2. Find all the possible values of \( t \) so that the matrix \( \left[\begin{array}{cc}t^{2} & t \\ t+5 & t-3\end{array}\right] \) is invertible.

To determine when the matrix \( \begin{bmatrix} t^2 & t \\ t + 5 & t - 3 \end{bmatrix} \) is invertible, we need to calculate its determinant and set it not equal to zero. The determinant of a 2x2 matrix \( \begin{bmatrix} a & b \\ c & d \end{bmatrix} \) is given by \( ad - bc \).

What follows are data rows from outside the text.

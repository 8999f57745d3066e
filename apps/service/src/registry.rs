//! Catalog of probe targets, built once from configuration.

use std::collections::BTreeMap;
use std::fmt;
use std::path::PathBuf;

use anyhow::{Context, Result, anyhow, bail};
use serde::Serialize;
use url::Url;

use crate::config::RegionConfig;
use crate::flags::Enablement;

const DEFAULT_PORT: u16 = 5432;

/// Transport security used when dialing an endpoint
#[derive(Debug, Clone, Copy, Default, PartialEq, Eq, Serialize)]
#[serde(rename_all = "snake_case")]
pub enum TlsMode {
    Disable,
    #[default]
    Require,
}

impl TlsMode {
    fn parse(raw: &str) -> Result<Self> {
        match raw.trim().to_ascii_lowercase().as_str() {
            "disable" | "off" | "false" => Ok(TlsMode::Disable),
            "require" | "verify-ca" | "verify-full" | "on" | "true" => Ok(TlsMode::Require),
            other => bail!("unsupported tls mode '{other}'"),
        }
    }
}

/// Connection descriptor of one database endpoint
#[derive(Clone, PartialEq, Eq)]
pub struct Endpoint {
    pub host: String,
    pub port: u16,
    pub database: String,
    pub user: String,
    password: Option<String>,
    pub tls: TlsMode,
    pub ca_cert_path: Option<PathBuf>,
}

impl Endpoint {
    pub fn new(host: impl Into<String>, port: u16, database: impl Into<String>, user: impl Into<String>) -> Self {
        Self {
            host: host.into(),
            port,
            database: database.into(),
            user: user.into(),
            password: None,
            tls: TlsMode::default(),
            ca_cert_path: None,
        }
    }

    pub fn with_tls(mut self, tls: TlsMode) -> Self {
        self.tls = tls;
        self
    }

    pub fn password(&self) -> Option<&str> {
        self.password.as_deref()
    }

    pub fn address(&self) -> String {
        format!("{}:{}", self.host, self.port)
    }
}

impl fmt::Debug for Endpoint {
    fn fmt(&self, f: &mut fmt::Formatter<'_>) -> fmt::Result {
        f.debug_struct("Endpoint")
            .field("host", &self.host)
            .field("port", &self.port)
            .field("database", &self.database)
            .field("user", &self.user)
            .field("password", &self.password.as_ref().map(|_| "<redacted>"))
            .field("tls", &self.tls)
            .field("ca_cert_path", &self.ca_cert_path)
            .finish()
    }
}

/// A probe target
#[derive(Debug, Clone, PartialEq)]
pub struct Region {
    pub id: String,
    pub display_name: String,
    pub endpoint: Endpoint,
    /// Static default; enablement providers may still hide the region
    pub enabled: bool,
    pub latitude: Option<f64>,
    pub longitude: Option<f64>,
}

/// Map marker for a region
#[derive(Debug, Clone, PartialEq, Serialize)]
pub struct RegionLocation {
    pub id: String,
    pub name: String,
    pub latitude: f64,
    pub longitude: f64,
}

#[derive(Debug, Clone, Default)]
pub struct RegionRegistry {
    regions: BTreeMap<String, Region>,
}

impl RegionRegistry {
    /// Build the registry, resolving `password_env` references through `lookup`
    pub fn from_config<F>(configs: &[RegionConfig], lookup: F) -> Result<Self>
    where
        F: Fn(&str) -> Option<String>,
    {
        let mut regions = BTreeMap::new();
        for config in configs {
            let region = region_from_config(config, &lookup)
                .with_context(|| format!("invalid region '{}'", config.id))?;
            if regions.insert(region.id.clone(), region).is_some() {
                bail!("duplicate region id: {}", config.id);
            }
        }
        Ok(Self { regions })
    }

    pub fn from_regions(regions: impl IntoIterator<Item = Region>) -> Self {
        Self { regions: regions.into_iter().map(|r| (r.id.clone(), r)).collect() }
    }

    pub fn get(&self, id: &str) -> Option<&Region> {
        self.regions.get(id)
    }

    /// Regions ordered by id
    pub fn all(&self) -> impl Iterator<Item = &Region> {
        self.regions.values()
    }

    pub fn ids(&self) -> Vec<String> {
        self.regions.keys().cloned().collect()
    }

    pub fn len(&self) -> usize {
        self.regions.len()
    }

    pub fn is_empty(&self) -> bool {
        self.regions.is_empty()
    }

    /// Enabled regions with coordinates, for map display
    pub fn locations(&self, enablement: &dyn Enablement, actor_key: Option<&str>) -> Vec<RegionLocation> {
        self.all()
            .filter(|region| enablement.region_enabled(region, actor_key))
            .filter_map(|region| {
                Some(RegionLocation {
                    id: region.id.clone(),
                    name: region.display_name.clone(),
                    latitude: region.latitude?,
                    longitude: region.longitude?,
                })
            })
            .collect()
    }
}

fn region_from_config<F>(config: &RegionConfig, lookup: &F) -> Result<Region>
where
    F: Fn(&str) -> Option<String>,
{
    if config.id.trim().is_empty() {
        bail!("region id cannot be empty");
    }

    let mut endpoint = match (&config.url, &config.host) {
        (Some(url), _) => parse_endpoint_url(url)?,
        (None, Some(host)) => {
            let database = config.database.clone().unwrap_or_else(|| "postgres".to_string());
            let user = config.user.clone().ok_or_else(|| anyhow!("user is required with host"))?;
            Endpoint::new(host.clone(), config.port.unwrap_or(DEFAULT_PORT), database, user)
        }
        (None, None) => bail!("either url or host must be set"),
    };

    if endpoint.host.trim().is_empty() {
        bail!("endpoint host cannot be empty");
    }
    if endpoint.port == 0 {
        bail!("endpoint port cannot be 0");
    }

    // An explicit sslmode in the url takes precedence over the tls key
    let url_sets_tls = config.url.as_deref().is_some_and(|u| u.contains("sslmode="));
    if let (Some(tls), false) = (&config.tls, url_sets_tls) {
        endpoint.tls = TlsMode::parse(tls)?;
    }
    endpoint.ca_cert_path = config.ca_cert_path.clone();

    if let Some(var) = &config.password_env {
        let password = lookup(var).ok_or_else(|| anyhow!("environment variable {var} is not set"))?;
        endpoint.password = Some(password);
    }

    Ok(Region {
        id: config.id.clone(),
        display_name: config.display_name.clone(),
        endpoint,
        enabled: config.enabled,
        latitude: config.latitude,
        longitude: config.longitude,
    })
}

fn parse_endpoint_url(raw: &str) -> Result<Endpoint> {
    let url = Url::parse(raw).map_err(|e| anyhow!("invalid endpoint url: {e}"))?;
    match url.scheme() {
        "postgres" | "postgresql" => {}
        other => bail!("unsupported endpoint scheme '{other}'"),
    }

    let host = url.host_str().ok_or_else(|| anyhow!("endpoint url must have a host"))?;
    let database = url.path().trim_start_matches('/');
    let database = if database.is_empty() { "postgres" } else { database };
    if url.username().is_empty() {
        bail!("endpoint url must include a user");
    }

    let mut endpoint = Endpoint::new(host, url.port().unwrap_or(DEFAULT_PORT), database, url.username());
    endpoint.password = url.password().map(str::to_string);
    for (key, value) in url.query_pairs() {
        if key == "sslmode" {
            endpoint.tls = TlsMode::parse(&value)?;
        }
    }
    Ok(endpoint)
}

For our matrix, we have: - \( a = t^2 \) - \( b = t \) - \( c = t + 5 \) - \( d = t - 3 \) The determinant is \[ \det = t^2(t - 3) - t(t + 5) = t^3 - 3t^2 - t^2 - 5t = t^3 - 4t^2 - 5t. \] Now, we need to set this determinant not equal to zero: \[ t^3 - 4t^2 - 5t \neq 0. \] Factoring out \( t \): \[ t(t^2 - 4t - 5) \neq 0. \] Next, we can factor the quadratic \( t^2 - 4t - 5 \) further: \[ t^2 - 4t - 5 = (t - 5)(t + 1). \] Thus, we have: \[ t(t - 5)(t + 1) \neq 0. \] This will be true as long as: 1. \( t \neq 0 \) 2. \( t \neq 5 \) 3. \( t \neq -1 \) So, the matrix is invertible for all values of \( t \) except \( t = 0, 5, -1 \).